Real Clear Investigations: COVID versus Climate Models

As discussed here several times, the COVID-19 models have been an utter disaster that lead to catastrophic policy choices. Historians will be writing about this for at least a century: how could they have gotten it so wrong? While every COVID death was and will be a tragedy, the United States will not have had 2.2 million deaths when this is all over.

This has led to an inevitable comparison between COVID and climate models. This atmospheric scientist will emphatically tell you there are reasons for those concerns. In theory, the climate models should be better because they are more grounded in atmospheric physics than disease models. The latter are new and, while they have uses, they merited nowhere near of a level of trust that we should have shut down the entire economy based on their output. In the hands of un-politicized scientists, they would be.

Real Clear Investigations (RCI) has produced an outstanding article comparing the two types of models and I highly recommend it in its entirety. You'll find it here.

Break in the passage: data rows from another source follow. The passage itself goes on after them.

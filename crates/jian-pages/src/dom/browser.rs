//! Browser DOM bindings (WASM only).

use std::rc::Rc;

use wasm_bindgen::JsCast;
use wasm_bindgen::prelude::*;

use super::{ClickHandler, ClickTarget, Container, Document};
use crate::error::DomError;
use crate::events::Subscription;

/// A container backed by a live DOM element.
#[derive(Debug, Clone)]
pub struct ElementContainer {
	element: web_sys::Element,
}

impl ElementContainer {
	/// Wraps `element`.
	pub fn new(element: web_sys::Element) -> Self {
		Self { element }
	}

	/// Returns the wrapped element.
	pub fn element(&self) -> &web_sys::Element {
		&self.element
	}
}

/// Collects the `data-*` attributes of `element`.
fn click_target_from(element: &web_sys::Element) -> ClickTarget {
	let mut target = ClickTarget::new();
	let names: js_sys::Array = element.get_attribute_names();
	for name in names.iter() {
		let Some(name) = name.as_string() else {
			continue;
		};
		if let Some(key) = name.strip_prefix("data-")
			&& let Some(value) = element.get_attribute(&name)
		{
			target = target.with_data(key, value);
		}
	}
	target
}

impl Container for ElementContainer {
	fn set_inner_html(&self, html: &str) {
		self.element.set_inner_html(html);
	}

	fn inner_html(&self) -> String {
		self.element.inner_html()
	}

	fn delegate_click(&self, selector: &str, handler: ClickHandler) -> Subscription {
		let root = self.element.clone();
		let selector = selector.to_string();

		let closure = Closure::wrap(Box::new(move |event: web_sys::Event| {
			let Some(origin) = event
				.target()
				.and_then(|t| t.dyn_into::<web_sys::Element>().ok())
			else {
				return;
			};
			// Only matches inside this container count
			let Ok(Some(matched)) = origin.closest(&selector) else {
				return;
			};
			let node: &web_sys::Node = matched.as_ref();
			if !root.contains(Some(node)) {
				return;
			}
			handler(&click_target_from(&matched));
		}) as Box<dyn FnMut(_)>);

		if let Err(err) = self
			.element
			.add_event_listener_with_callback("click", closure.as_ref().unchecked_ref())
		{
			crate::error_log!("Failed to attach click listener: {:?}", err);
			return Subscription::noop();
		}

		let element = self.element.clone();
		Subscription::new(move || {
			let _ = element
				.remove_event_listener_with_callback("click", closure.as_ref().unchecked_ref());
		})
	}
}

/// The page's `document`.
#[derive(Debug, Clone)]
pub struct BrowserDocument {
	document: web_sys::Document,
}

impl BrowserDocument {
	/// Binds to `window.document`.
	pub fn new() -> Result<Self, DomError> {
		let window = web_sys::window().ok_or(DomError::NoWindow)?;
		let document = window.document().ok_or(DomError::NoDocument)?;
		Ok(Self { document })
	}
}

impl Document for BrowserDocument {
	fn query_selector(&self, selector: &str) -> Option<Rc<dyn Container>> {
		self.document
			.query_selector(selector)
			.ok()
			.flatten()
			.map(|element| Rc::new(ElementContainer::new(element)) as Rc<dyn Container>)
	}
}
//! In-memory DOM.
//!
//! [`MemoryContainer`] records what was rendered into it and which delegated listeners are
//! attached. Clicks are simulated with [`MemoryContainer::click`], which hands the target to
//! every listener attached at the moment of the click.

use std::cell::{Cell, RefCell};
use std::collections::HashMap;
use std::rc::Rc;

use super::{ClickHandler, ClickTarget, Container, Document};
use crate::events::Subscription;

struct Listener {
	id: u64,
	selector: String,
	handler: ClickHandler,
}

/// A container that keeps its content and listeners in memory.
#[derive(Default)]
pub struct MemoryContainer {
	html: RefCell<String>,
	renders: Cell<usize>,
	listeners: Rc<RefCell<Vec<Listener>>>,
	next_id: Cell<u64>,
}

impl MemoryContainer {
	/// Creates an empty container.
	pub fn new() -> Self {
		Self::default()
	}

	/// Number of times the content was replaced.
	pub fn render_count(&self) -> usize {
		self.renders.get()
	}

	/// Number of delegated listeners currently attached.
	pub fn listener_count(&self) -> usize {
		self.listeners.borrow().len()
	}

	/// Selectors of the attached listeners, in attach order.
	pub fn listener_selectors(&self) -> Vec<String> {
		self.listeners
			.borrow()
			.iter()
			.map(|l| l.selector.clone())
			.collect()
	}

	/// Simulates a click on an element inside the container that resolved to `target`.
	///
	/// Returns the number of listeners that received the click. Handlers run after the
	/// listener list is released, so a handler may re-render the container.
	pub fn click(&self, target: &ClickTarget) -> usize {
		let handlers: Vec<ClickHandler> = self
			.listeners
			.borrow()
			.iter()
			.map(|l| Rc::clone(&l.handler))
			.collect();
		for handler in &handlers {
			handler(target);
		}
		handlers.len()
	}
}

impl std::fmt::Debug for MemoryContainer {
	fn fmt(&self, f: &mut std::fmt::Formatter<'_>) -> std::fmt::Result {
		f.debug_struct("MemoryContainer")
			.field("html", &self.html.borrow())
			.field("renders", &self.renders.get())
			.field("listeners", &self.listener_count())
			.finish()
	}
}

impl Container for MemoryContainer {
	fn set_inner_html(&self, html: &str) {
		*self.html.borrow_mut() = html.to_string();
		self.renders.set(self.renders.get() + 1);
	}

	fn inner_html(&self) -> String {
		self.html.borrow().clone()
	}

	fn delegate_click(&self, selector: &str, handler: ClickHandler) -> Subscription {
		let id = self.next_id.get();
		self.next_id.set(id + 1);
		self.listeners.borrow_mut().push(Listener {
			id,
			selector: selector.to_string(),
			handler,
		});

		let listeners = Rc::downgrade(&self.listeners);
		Subscription::new(move || {
			if let Some(listeners) = listeners.upgrade() {
				listeners.borrow_mut().retain(|l| l.id != id);
			}
		})
	}
}

/// A document whose elements are registered up front by selector.
#[derive(Debug, Default)]
pub struct MemoryDocument {
	elements: RefCell<HashMap<String, Rc<MemoryContainer>>>,
}

impl MemoryDocument {
	/// Creates an empty document.
	pub fn new() -> Self {
		Self::default()
	}

	/// Registers a fresh container under `selector` and returns it.
	pub fn create(&self, selector: &str) -> Rc<MemoryContainer> {
		let container = Rc::new(MemoryContainer::new());
		self.insert(selector, Rc::clone(&container));
		container
	}

	/// Registers `container` under `selector`, replacing any previous registration.
	pub fn insert(&self, selector: &str, container: Rc<MemoryContainer>) {
		self.elements
			.borrow_mut()
			.insert(selector.to_string(), container);
	}
}

impl Document for MemoryDocument {
	fn query_selector(&self, selector: &str) -> Option<Rc<dyn Container>> {
		self.elements
			.borrow()
			.get(selector)
			.map(|c| Rc::clone(c) as Rc<dyn Container>)
	}
}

I haven't written about model "tuning" in a few years (it has always disgusted me) and I'm glad RCI has brought it up again.
In other words, the [climate] models get adjusted along the way, creating an appearance of accuracy. It’s not done chaotically, as the epidemic model revisions have been, but rather in a systematic way that has been kept somewhat undercover. The climate model revisions are called “tuning,” and were discussed in “The Art and Science of Climate Model Tuning” by Frédéric Hourdin and a dozen other climatologists in the Bulletin of the American Meteorological Society in 2017.
“[T]uning is often seen as an unavoidable but dirty part of climate modeling,” they write, “an act of tinkering that does not merit recording in the scientific literature.” The tinkering consists of “adjusting the values” of the submodels after the fact, bringing “the solution as a whole into line with aspects of the observed climate.” The tinkering is not advertised, the scientists admit, because of “concern that explaining that models are tuned, may strengthen the arguments of those claiming to question the validity of climate change projections.”
To make those adjustments, climate modelers follow theories; some use observations; some just make a “back-of-the-envelope estimate.” But it isn’t done randomly: Hourdin et al. write, “[S]ome models are explicitly, or implicitly, tuned to better match the 20th century warming.”
Yes, the climate models' forecasts are adjusted after the fact to make it appear they performed better than they actually did. The RCI essay concludes:
Whether it’s epidemiology, climate, or economics, says Sally Cripps of the University of Sydney, modelers need to “acknowledge and explain the uncertainty” in their enterprise. “The data science community in particular needs a little more humility,” she says. “It needs to hose down claims about Big Data being a crystal ball, and instead use the data to understand what we don’t know. That is the way forward.”